Adding elements to control the temperature
Your grow room should already be equipped with lights, an extractor fan and some regular swivel fans that you probably have in your living room. The lights are going to act as the sun, providing the heat for your grow room. Most of the lighting used by growers produces a lot of heat in order to provide sufficient light, and for this reason you need an extractor fan to lower the temperature. If you are using fluorescent lighting, then you don’t confront as big a problem when it comes to temperature control.
An extractor fan is a device that sucks all of the hot air out of your grow room and sucks in fresh clean air from outside. It is imperative that every grow room is equipped with one. You can add other parts to it to deal with the pungent aroma, such as a carbon filter, but for the purpose of temperature it is not necessary.

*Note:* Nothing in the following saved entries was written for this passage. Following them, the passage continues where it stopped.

//! Order lifecycle: spawning, timed expiry and delivery matching.
//!
//! Pending orders live in an arena and a queue kept in creation order.
//! Matching scans the queue front to back and completes at most one order
//! per delivery. Each order owns an expiry task; completing or expiring the
//! order cancels it, so a late timer finds nothing to act on.

use crate::catalog::Catalog;
use crate::config::OrderTiming;
use crate::fixed::Ticks;
use crate::id::{FoodId, OrderId, TaskId};
use crate::item::{topping_set, KitchenItem};
use crate::rng::SimRng;
use crate::scheduler::Scheduler;
use serde::{Deserialize, Serialize};
use slotmap::SlotMap;

#[derive(Debug, Clone, Copy, PartialEq, Eq, Serialize, Deserialize)]
pub enum OrderState {
    Pending,
    Completed,
    Expired,
}

#[derive(Debug, Clone, Copy, PartialEq, Eq, Serialize, Deserialize)]
pub enum ExpireReason {
    /// The customer ran out of patience.
    Timeout,
    /// The manager was stopped with the order still pending.
    Shutdown,
}

#[derive(Debug, Clone, PartialEq, Eq)]
pub struct Order {
    /// Target food. Required pizza toppings come from its catalog entry.
    pub food: FoodId,
    pub created_at: Ticks,
    pub max_wait: Ticks,
    pub state: OrderState,
    expiry: Option<TaskId>,
}

impl Order {
    pub fn deadline(&self) -> Ticks {
        self.created_at.saturating_add(self.max_wait)
    }
}

/// Result of offering food to the order book.
#[derive(Debug, Clone, Copy, PartialEq, Eq)]
pub enum CompletionOutcome {
    Completed { order: OrderId, food: FoodId, score: u32 },
    /// The food matches a pending order but arrived without a plate. The
    /// order stays pending.
    NoPlate { order: OrderId, food: FoodId },
    NoMatch,
}

/// Lifecycle changes reported by the order manager.
#[derive(Debug, Clone, Copy, PartialEq, Eq)]
pub enum OrderNote {
    Created { order: OrderId, food: FoodId },
    Completed { order: OrderId, food: FoodId, score: u32 },
    Expired { order: OrderId, food: FoodId, reason: ExpireReason },
    NoPlate { order: OrderId, food: FoodId },
}

/// Where conveyor deliveries end up.
pub trait DeliverySink {
    fn deliver(&mut self, catalog: &Catalog, item: &KitchenItem, now: Ticks) -> CompletionOutcome;
}

#[derive(Debug, Clone, Copy, PartialEq, Eq)]
enum OrderTask {
    Spawn,
    Expire(OrderId),
}

#[derive(Debug, Clone)]
pub struct OrderManager {
    orders: SlotMap<OrderId, Order>,
    queue: Vec<OrderId>,
    menu: Vec<FoodId>,
    timing: OrderTiming,
    rng: SimRng,
    timers: Scheduler<OrderTask>,
    active: bool,
    notes: Vec<OrderNote>,
}

impl OrderManager {
    pub fn new(menu: Vec<FoodId>, timing: OrderTiming, seed: u64) -> Self {
        Self {
            orders: SlotMap::with_key(),
            queue: Vec::new(),
            menu,
            timing,
            rng: SimRng::new(seed),
            timers: Scheduler::new(),
            active: false,
            notes: Vec::new(),
        }
    }

    /// Start the spawn loop: one order right away, then one per randomized
    /// interval until [`stop`](Self::stop).
    pub fn start(&mut self, now: Ticks) {
        if self.active {
            return;
        }
        self.active = true;
        self.spawn(now);
    }

    /// Stop spawning and force-expire every pending order.
    pub fn stop(&mut self) {
        self.active = false;
        self.timers.cancel_where(|t| *t == OrderTask::Spawn);
        for id in std::mem::take(&mut self.queue) {
            self.finish_expired(id, ExpireReason::Shutdown);
        }
    }

    pub fn is_active(&self) -> bool {
        self.active
    }

    /// Enqueue an order for a random menu item. `None` if the menu is empty.
    pub fn add_random_order(&mut self, now: Ticks) -> Option<OrderId> {
        let Some(index) = self.rng.index(self.menu.len()) else {
            log::warn!("cannot add an order: the menu is empty");
            return None;
        };
        let food = self.menu[index];
        let max_wait = self.rng.range(self.timing.wait_min, self.timing.wait_max);
        Some(self.add_order(food, now, max_wait))
    }

    /// Enqueue an order with an explicit target and patience.
    pub fn add_order(&mut self, food: FoodId, now: Ticks, max_wait: Ticks) -> OrderId {
        let id = self.orders.insert(Order {
            food,
            created_at: now,
            max_wait,
            state: OrderState::Pending,
            expiry: None,
        });
        let task = self
            .timers
            .schedule(now.saturating_add(max_wait), OrderTask::Expire(id));
        if let Some(order) = self.orders.get_mut(id) {
            order.expiry = Some(task);
        }
        self.queue.push(id);
        log::info!("order {id:?} created at tick {now}, waits {max_wait} ticks");
        self.notes.push(OrderNote::Created { order: id, food });
        id
    }

    /// Offer delivered food to the pending orders.
    ///
    /// A delivered pizza matches any pending pizza order whose target is
    /// neither raw nor burnt and whose required toppings equal the delivered
    /// toppings as a set. Other
    /// foods match by identity and need a plate, except drinks.
    pub fn complete_order(
        &mut self,
        catalog: &Catalog,
        food: FoodId,
        toppings: &[FoodId],
        has_plate: bool,
    ) -> CompletionOutcome {
        let Some(delivered) = catalog.get(food) else {
            log::warn!("delivered food {food:?} is not in the catalog");
            return CompletionOutcome::NoMatch;
        };
        let delivered_pizza = delivered.kind.is_pizza();
        let delivered_set = topping_set(toppings);

        let mut hit = None;
        for (index, &id) in self.queue.iter().enumerate() {
            let Some(order) = self.orders.get(id) else {
                continue;
            };
            let Some(target) = catalog.get(order.food) else {
                continue;
            };
            let target_pizza = target.kind.is_pizza() && !target.tags.raw && !target.tags.burnt;

            if delivered_pizza && target_pizza {
                if topping_set(target.kind.toppings()) == delivered_set {
                    hit = Some((index, id, order.food));
                    break;
                }
            } else if order.food == food {
                if has_plate || delivered.kind.is_drink() {
                    hit = Some((index, id, order.food));
                    break;
                }
                log::debug!("order {id:?} matched {} without a plate", delivered.name);
                self.notes.push(OrderNote::NoPlate { order: id, food });
                return CompletionOutcome::NoPlate { order: id, food };
            }
        }

        let Some((index, id, target)) = hit else {
            return CompletionOutcome::NoMatch;
        };
        self.queue.remove(index);
        if let Some(task) = self.orders.remove(id).and_then(|order| order.expiry) {
            self.timers.cancel(task);
        }
        let score = self
            .rng
            .range_inclusive(self.timing.score_min, self.timing.score_max);
        log::info!("order {id:?} completed with {}, +{score}", catalog.name(target));
        self.notes.push(OrderNote::Completed {
            order: id,
            food: target,
            score,
        });
        CompletionOutcome::Completed {
            order: id,
            food: target,
            score,
        }
    }

    /// Expire a pending order as missed. Unknown or finished orders are
    /// ignored.
    pub fn expire_order(&mut self, id: OrderId) -> Option<Order> {
        let index = self.queue.iter().position(|&q| q == id)?;
        self.queue.remove(index);
        self.finish_expired(id, ExpireReason::Timeout)
    }

    fn finish_expired(&mut self, id: OrderId, reason: ExpireReason) -> Option<Order> {
        let mut order = self.orders.remove(id)?;
        if let Some(task) = order.expiry.take() {
            self.timers.cancel(task);
        }
        order.state = OrderState::Expired;
        log::info!("order {id:?} expired ({reason:?})");
        self.notes.push(OrderNote::Expired {
            order: id,
            food: order.food,
            reason,
        });
        Some(order)
    }

    /// Fire due spawn and expiry timers.
    pub fn tick(&mut self, now: Ticks) {
        for (_, task) in self.timers.drain_due(now) {
            match task {
                OrderTask::Spawn if self.active => self.spawn(now),
                OrderTask::Spawn => {}
                OrderTask::Expire(id) => {
                    if self.expire_order(id).is_none() {
                        log::warn!("expiry fired for settled order {id:?}");
                    }
                }
            }
        }
    }

    fn spawn(&mut self, now: Ticks) {
        self.add_random_order(now);
        let pause = self
            .rng
            .range(self.timing.spawn_min, self.timing.spawn_max)
            .max(1);
        self.timers.schedule(now + pause, OrderTask::Spawn);
    }

    pub fn get(&self, id: OrderId) -> Option<&Order> {
        self.orders.get(id)
    }

    /// Pending orders in creation order.
    pub fn pending(&self) -> impl Iterator<Item = (OrderId, &Order)> {
        self.queue
            .iter()
            .filter_map(|&id| self.orders.get(id).map(|o| (id, o)))
    }

    pub fn pending_count(&self) -> usize {
        self.queue.len()
    }

    pub fn drain_notes(&mut self) -> Vec<OrderNote> {
        std::mem::take(&mut self.notes)
    }
}

impl DeliverySink for OrderManager {
    fn deliver(&mut self, catalog: &Catalog, item: &KitchenItem, _now: Ticks) -> CompletionOutcome {
        match item.food {
            Some(food) => self.complete_order(catalog, food, &item.toppings, item.plate),
            None => CompletionOutcome::NoMatch,
        }
    }
}
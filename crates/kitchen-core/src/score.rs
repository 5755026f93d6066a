use crate::event::Event;
use crate::order::ExpireReason;
use serde::{Deserialize, Serialize};

/// Running totals for a shift.
#[derive(Debug, Clone, Copy, Default, PartialEq, Eq, Serialize, Deserialize)]
pub struct Scoreboard {
    pub score: u64,
    pub orders_completed: u32,
    /// Orders that timed out. Orders dropped at shift end do not count.
    pub orders_missed: u32,
    pub food_burnt: u32,
}

impl Scoreboard {
    pub fn record(&mut self, event: &Event) {
        match event {
            Event::OrderCompleted { score, .. } => {
                self.score += u64::from(*score);
                self.orders_completed += 1;
            }
            Event::OrderExpired {
                reason: ExpireReason::Timeout,
                ..
            } => self.orders_missed += 1,
            Event::FoodBurnt { .. } => self.food_burnt += 1,
            _ => {}
        }
    }
}

impl std::fmt::Display for Scoreboard {
    fn fmt(&self, f: &mut std::fmt::Formatter<'_>) -> std::fmt::Result {
        write!(
            f,
            "score {} | completed {} | missed {} | burnt {}",
            self.score, self.orders_completed, self.orders_missed, self.food_burnt
        )
    }
}
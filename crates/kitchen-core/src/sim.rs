//! Simulation clock and shift state.

use crate::fixed::Ticks;
use serde::{Deserialize, Serialize};

/// Mutable simulation state tracked by the kitchen.
#[derive(Debug, Clone, Default, PartialEq, Eq, Serialize, Deserialize)]
pub struct SimState {
    /// Current tick. Incremented by 1 at the start of each step.
    pub tick: Ticks,
}

impl SimState {
    pub fn new() -> Self {
        Self::default()
    }
}

/// Result of a `Kitchen::advance()` call.
#[derive(Debug, Default, Clone, Copy, PartialEq, Eq)]
pub struct AdvanceResult {
    pub steps_run: u64,
    /// Whether the shift ran out during this call.
    pub shift_ended: bool,
}

#[derive(Debug, Clone, Copy, Default, PartialEq, Eq, Serialize, Deserialize)]
pub enum ShiftState {
    #[default]
    Ready,
    Running,
    Over,
}

/// Tracks one shift: `Ready -> Running -> Over`, optionally time-limited.
#[derive(Debug, Clone, Default, PartialEq, Eq, Serialize, Deserialize)]
pub struct ShiftClock {
    state: ShiftState,
    started_at: Ticks,
    length: Option<Ticks>,
}

impl ShiftClock {
    pub fn new(length: Option<Ticks>) -> Self {
        Self {
            state: ShiftState::Ready,
            started_at: 0,
            length,
        }
    }

    pub fn state(&self) -> ShiftState {
        self.state
    }

    pub fn is_running(&self) -> bool {
        self.state == ShiftState::Running
    }

    /// Returns `false` unless the shift was `Ready`.
    pub fn start(&mut self, now: Ticks) -> bool {
        if self.state != ShiftState::Ready {
            return false;
        }
        self.state = ShiftState::Running;
        self.started_at = now;
        true
    }

    /// Returns `false` unless the shift was `Running`.
    pub fn end(&mut self) -> bool {
        if self.state != ShiftState::Running {
            return false;
        }
        self.state = ShiftState::Over;
        true
    }

    /// Whether a running, time-limited shift has used up its time.
    pub fn is_due(&self, now: Ticks) -> bool {
        match self.length {
            Some(length) if self.is_running() => now >= self.started_at.saturating_add(length),
            _ => false,
        }
    }

    /// Ticks left in a running, time-limited shift.
    pub fn remaining(&self, now: Ticks) -> Option<Ticks> {
        let length = self.length?;
        match self.state {
            ShiftState::Ready => Some(length),
            ShiftState::Running => {
                Some(self.started_at.saturating_add(length).saturating_sub(now))
            }
            ShiftState::Over => Some(0),
        }
    }
}
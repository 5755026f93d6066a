//! Data-driven catalog loading from JSON.
//!
//! Feature-gated behind `data-loader`. Foods reference each other by name;
//! all foods are registered first, then results, combinations and toppings
//! are resolved, so declaration order in the file does not matter.

use crate::catalog::{CatalogBuilder, CatalogError, FoodKind, FoodTags, PrepMethod, PrepSpeed};
use crate::id::FoodId;
use serde::Deserialize;

// ---------------------------------------------------------------------------
// Error types
// ---------------------------------------------------------------------------

#[derive(Debug, thiserror::Error)]
pub enum DataLoadError {
    #[error("JSON parse error: {0}")]
    JsonParse(#[from] serde_json::Error),
    #[error("catalog error: {0}")]
    Catalog(#[from] CatalogError),
    #[error("unknown food reference: {0}")]
    UnknownFoodRef(String),
}

// ---------------------------------------------------------------------------
// Data structures
// ---------------------------------------------------------------------------

/// Top-level catalog document.
#[derive(Debug, Clone, Deserialize)]
pub struct CatalogData {
    #[serde(default)]
    pub foods: Vec<FoodData>,
}

#[derive(Debug, Clone, Copy, Default, PartialEq, Eq, Deserialize)]
#[serde(rename_all = "snake_case")]
pub enum FoodKindData {
    #[default]
    Food,
    Drink,
    Pizza,
}

#[derive(Debug, Clone, Deserialize)]
pub struct FoodData {
    pub name: String,
    #[serde(default)]
    pub kind: FoodKindData,
    /// Required toppings, for pizzas used as order targets.
    #[serde(default)]
    pub toppings: Vec<String>,
    #[serde(default)]
    pub method: PrepMethod,
    #[serde(default)]
    pub speed: PrepSpeed,
    #[serde(default)]
    pub result: Option<String>,
    #[serde(default)]
    pub combinations: Vec<CombinationData>,
    #[serde(default)]
    pub tags: FoodTags,
}

#[derive(Debug, Clone, Deserialize)]
pub struct CombinationData {
    pub partner: String,
    pub result: String,
}

// ---------------------------------------------------------------------------
// Loading functions
// ---------------------------------------------------------------------------

pub fn load_catalog_json(json: &str) -> Result<CatalogBuilder, DataLoadError> {
    let data: CatalogData = serde_json::from_str(json)?;
    build_catalog(&data)
}

pub fn load_catalog_json_bytes(bytes: &[u8]) -> Result<CatalogBuilder, DataLoadError> {
    let data: CatalogData = serde_json::from_slice(bytes)?;
    build_catalog(&data)
}

/// Build a catalog from parsed data, resolving every name.
pub fn build_catalog(data: &CatalogData) -> Result<CatalogBuilder, DataLoadError> {
    build_foods(&data.foods)
}

/// Register and wire up a list of food definitions.
pub fn build_foods(foods: &[FoodData]) -> Result<CatalogBuilder, DataLoadError> {
    let mut builder = CatalogBuilder::new();

    // Pass 1: register every food so references can point forward.
    let ids: Vec<FoodId> = foods
        .iter()
        .map(|food| {
            let kind = match food.kind {
                FoodKindData::Food => FoodKind::Food,
                FoodKindData::Drink => FoodKind::Drink,
                FoodKindData::Pizza => FoodKind::plain_pizza(),
            };
            builder.register_food(&food.name, kind)
        })
        .collect();

    // Pass 2: resolve references.
    for (food, &id) in foods.iter().zip(&ids) {
        let resolve = |name: &str| {
            builder
                .food_id(name)
                .ok_or_else(|| DataLoadError::UnknownFoodRef(name.to_string()))
        };

        let result = food.result.as_deref().map(resolve).transpose()?;
        let toppings = food
            .toppings
            .iter()
            .map(|t| resolve(t))
            .collect::<Result<Vec<_>, _>>()?;
        let combinations = food
            .combinations
            .iter()
            .map(|c| Ok((resolve(&c.partner)?, resolve(&c.result)?)))
            .collect::<Result<Vec<_>, DataLoadError>>()?;

        builder.set_preparation(id, food.method, food.speed, result)?;
        builder.set_tags(id, food.tags)?;
        for (partner, result) in combinations {
            builder.add_combination(id, partner, result)?;
        }
        if !toppings.is_empty() {
            if food.kind != FoodKindData::Pizza {
                log::warn!("{}: toppings on a non-pizza food are ignored", food.name);
                continue;
            }
            builder.mutate_food(&food.name, |def| def.kind = FoodKind::Pizza { toppings })?;
        }
    }

    Ok(builder)
}

#[cfg(test)]
mod tests {
    use super::*;
    use crate::catalog::CombineSide;

    const MENU: &str = r#"{
        "foods": [
            { "name": "patty_raw", "method": "fry", "result": "patty_cooked", "tags": { "raw": true } },
            { "name": "patty_cooked", "method": "fry", "result": "patty_burnt" },
            { "name": "patty_burnt", "tags": { "burnt": true } },
            { "name": "bun", "combinations": [ { "partner": "patty_cooked", "result": "burger" } ] },
            { "name": "burger" },
            { "name": "soda", "kind": "drink" },
            { "name": "cheese" },
            { "name": "pizza_cheese", "kind": "pizza", "toppings": ["cheese"] }
        ]
    }"#;

    #[test]
    fn load_menu_with_forward_references() {
        let catalog = load_catalog_json(MENU).unwrap().build().unwrap();
        assert_eq!(catalog.len(), 8);

        let raw = catalog.food_id("patty_raw").unwrap();
        let def = catalog.get(raw).unwrap();
        assert_eq!(def.method, PrepMethod::Fry);
        assert_eq!(def.result, catalog.food_id("patty_cooked"));
        assert!(def.tags.raw);

        let bun = catalog.food_id("bun").unwrap();
        let patty = catalog.food_id("patty_cooked").unwrap();
        let m = catalog.resolve_combination(patty, bun).unwrap();
        assert_eq!(m.base, CombineSide::Second);
        assert_eq!(Some(m.result), catalog.food_id("burger"));

        let soda = catalog.food_id("soda").unwrap();
        assert!(catalog.get(soda).unwrap().kind.is_drink());

        let pizza = catalog.food_id("pizza_cheese").unwrap();
        let cheese = catalog.food_id("cheese").unwrap();
        assert_eq!(catalog.get(pizza).unwrap().kind.toppings(), &[cheese]);
    }

    #[test]
    fn bytes_entry_point() {
        let builder = load_catalog_json_bytes(MENU.as_bytes()).unwrap();
        assert!(builder.food_id("burger").is_some());
    }

    #[test]
    fn unknown_reference_is_an_error() {
        let json = r#"{ "foods": [ { "name": "a", "result": "ghost" } ] }"#;
        match load_catalog_json(json) {
            Err(DataLoadError::UnknownFoodRef(name)) => assert_eq!(name, "ghost"),
            other => panic!("expected UnknownFoodRef, got {other:?}"),
        }
    }

    #[test]
    fn bad_json_is_a_parse_error() {
        assert!(matches!(
            load_catalog_json("{ not json"),
            Err(DataLoadError::JsonParse(_))
        ));
    }

    #[test]
    fn empty_document_fails_at_build() {
        let builder = load_catalog_json("{}").unwrap();
        assert!(matches!(builder.build(), Err(CatalogError::Empty)));
    }
}
//! Plate circulation on conveyor belts.
//!
//! Send-off belts carry whatever the actor puts on them to the far end,
//! where food is offered to a [`DeliverySink`] and the item is destroyed.
//! Each plate that leaves this way is owed back: after a delay the conveyor
//! looks for a free return belt and rolls a fresh plate in, polling again on
//! a fixed interval while every return belt is occupied.

use crate::catalog::Catalog;
use crate::config::ConveyorTiming;
use crate::fixed::Ticks;
use crate::id::BeltId;
use crate::interaction::{InteractionResponse, InteractionResult};
use crate::item::KitchenItem;
use crate::order::{CompletionOutcome, DeliverySink};
use crate::scheduler::Scheduler;
use serde::{Deserialize, Serialize};
use slotmap::SlotMap;

#[derive(Debug, Clone, Copy, PartialEq, Eq, Hash, Serialize, Deserialize)]
pub enum BeltDirection {
    SendOff,
    Return,
}

#[derive(Debug, Clone)]
pub struct Belt {
    pub direction: BeltDirection,
    item: Option<KitchenItem>,
    rolling: bool,
    generation: u64,
}

impl Belt {
    fn new(direction: BeltDirection) -> Self {
        Self {
            direction,
            item: None,
            rolling: false,
            generation: 0,
        }
    }

    pub fn item(&self) -> Option<&KitchenItem> {
        self.item.as_ref()
    }

    pub fn is_rolling(&self) -> bool {
        self.rolling
    }

    pub fn can_accept_plate(&self) -> bool {
        self.item.is_none()
    }

    fn load(&mut self, item: KitchenItem) {
        self.item = Some(item);
        self.rolling = true;
        self.generation += 1;
    }

    fn unload(&mut self) -> Option<KitchenItem> {
        self.rolling = false;
        self.generation += 1;
        self.item.take()
    }
}

#[derive(Debug, Clone, Copy, PartialEq, Eq)]
enum BeltTask {
    Arrive { belt: BeltId, generation: u64 },
    ReturnPlate,
}

/// Conveyor activity reported to the kitchen.
#[derive(Debug, Clone, PartialEq, Eq)]
pub enum ConveyorNote {
    SentOff { belt: BeltId },
    Delivered {
        belt: BeltId,
        item: KitchenItem,
        outcome: CompletionOutcome,
    },
    PlateReturned { belt: BeltId },
}

#[derive(Debug, Clone)]
pub struct Conveyor {
    belts: SlotMap<BeltId, Belt>,
    timing: ConveyorTiming,
    timers: Scheduler<BeltTask>,
    pending_returns: u32,
    notes: Vec<ConveyorNote>,
}

impl Conveyor {
    pub fn new(timing: ConveyorTiming) -> Self {
        Self {
            belts: SlotMap::with_key(),
            timing,
            timers: Scheduler::new(),
            pending_returns: 0,
            notes: Vec::new(),
        }
    }

    pub fn add_belt(&mut self, direction: BeltDirection) -> BeltId {
        self.belts.insert(Belt::new(direction))
    }

    pub fn belt(&self, id: BeltId) -> Option<&Belt> {
        self.belts.get(id)
    }

    pub fn belts(&self) -> impl Iterator<Item = (BeltId, &Belt)> {
        self.belts.iter()
    }

    /// Plates sent off and not yet returned.
    pub fn pending_returns(&self) -> u32 {
        self.pending_returns
    }

    /// Roll the opening plate onto a return belt.
    pub fn prime(&mut self, now: Ticks, catalog: &Catalog) {
        if !self.timing.return_plates {
            return;
        }
        if let Some(belt) = self.find_return_belt() {
            self.emit_plate(now, catalog, belt);
        }
    }

    /// An actor interacts with a belt. Empty hands take from a return belt;
    /// an item goes onto an empty send-off belt.
    pub fn interact(
        &mut self,
        belt_id: BeltId,
        incoming: Option<KitchenItem>,
        now: Ticks,
    ) -> InteractionResponse {
        let Some(belt) = self.belts.get_mut(belt_id) else {
            log::warn!("interaction with unknown belt {belt_id:?}");
            return InteractionResponse::refused(incoming);
        };
        match (belt.direction, incoming) {
            (BeltDirection::Return, None) if belt.item.is_some() => {
                let item = belt.unload();
                InteractionResponse::new(InteractionResult::TakenByPlayer, item)
            }
            (BeltDirection::SendOff, Some(item)) if belt.can_accept_plate() => {
                belt.load(item);
                let generation = belt.generation;
                self.timers.schedule(
                    now + self.timing.travel,
                    BeltTask::Arrive {
                        belt: belt_id,
                        generation,
                    },
                );
                log::debug!("belt {belt_id:?} sending off");
                self.notes.push(ConveyorNote::SentOff { belt: belt_id });
                InteractionResponse::new(InteractionResult::PlacedByPlayer, None)
            }
            (_, incoming) => InteractionResponse::refused(incoming),
        }
    }

    /// Fire due arrivals and plate returns.
    pub fn tick(&mut self, now: Ticks, catalog: &Catalog, sink: &mut dyn DeliverySink) {
        for (_, task) in self.timers.drain_due(now) {
            match task {
                BeltTask::Arrive { belt, generation } => {
                    self.arrive(belt, generation, now, catalog, sink);
                }
                BeltTask::ReturnPlate => self.return_plate(now, catalog),
            }
        }
    }

    fn arrive(
        &mut self,
        belt_id: BeltId,
        generation: u64,
        now: Ticks,
        catalog: &Catalog,
        sink: &mut dyn DeliverySink,
    ) {
        let Some(belt) = self.belts.get_mut(belt_id) else {
            return;
        };
        if belt.generation != generation {
            log::debug!("belt {belt_id:?} changed before arrival, dropping");
            return;
        }
        if belt.direction == BeltDirection::Return {
            belt.rolling = false;
            return;
        }
        let Some(item) = belt.unload() else {
            return;
        };

        let outcome = if item.has_food() {
            sink.deliver(catalog, &item, now)
        } else {
            CompletionOutcome::NoMatch
        };
        if item.plate && self.timing.return_plates {
            self.pending_returns += 1;
            self.timers
                .schedule(now + self.timing.return_delay, BeltTask::ReturnPlate);
        }
        self.notes.push(ConveyorNote::Delivered {
            belt: belt_id,
            item,
            outcome,
        });
    }

    fn return_plate(&mut self, now: Ticks, catalog: &Catalog) {
        if self.pending_returns == 0 {
            return;
        }
        match self.find_return_belt() {
            Some(belt) => {
                self.pending_returns -= 1;
                self.emit_plate(now, catalog, belt);
            }
            None => {
                self.timers
                    .schedule(now + self.timing.retry, BeltTask::ReturnPlate);
            }
        }
    }

    fn find_return_belt(&self) -> Option<BeltId> {
        self.belts
            .iter()
            .find(|(_, b)| b.direction == BeltDirection::Return && b.can_accept_plate())
            .map(|(id, _)| id)
    }

    fn emit_plate(&mut self, now: Ticks, catalog: &Catalog, belt_id: BeltId) {
        let plate = match catalog.dirty_plate() {
            Some(dirty) if self.timing.return_dirty_plates => KitchenItem::plated(dirty),
            _ => KitchenItem::plate(),
        };
        if let Some(belt) = self.belts.get_mut(belt_id) {
            belt.load(plate);
            let generation = belt.generation;
            self.timers.schedule(
                now + self.timing.travel,
                BeltTask::Arrive {
                    belt: belt_id,
                    generation,
                },
            );
            log::debug!("belt {belt_id:?} returning a plate");
            self.notes.push(ConveyorNote::PlateReturned { belt: belt_id });
        }
    }

    pub fn drain_notes(&mut self) -> Vec<ConveyorNote> {
        std::mem::take(&mut self.notes)
    }
}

The size of your extractor fan will be directly relative to the number of watts you have blaring in your grow room: Take the number of watts of your globes and half it. That is the size of your extractor fan in cubic meters.
For the dispersion of heat evenly around your grow room, you can use the swivel fan. You might only need one or two, depending on the size of your growing operation. Measuring the temperature in and around your grow room will give you an indication of exactly where they need to be.
Temperature during drying and curing
The temperature of your grow room has the potential to affect many things, including the humidity, the colour of the buds and leaves and the way the plants grow. However, another time to pay attention to temperature is when you are drying and curing your plants.
Temperature is key to maintaining ideal humidity levels during the drying and curing process, which is extremely important when it comes to producing the finest quality bud. During the first three days of drying, maintain a relative humidity of 45-50%, and then increase it back to 60%. This will slow the drying process down again until it is perfect. You can also lower the temperature (about 18°C) to slow down the drying process.
Temperature plays an important role from the very beginning of the growth cycle right until the very end when you are drying and curing!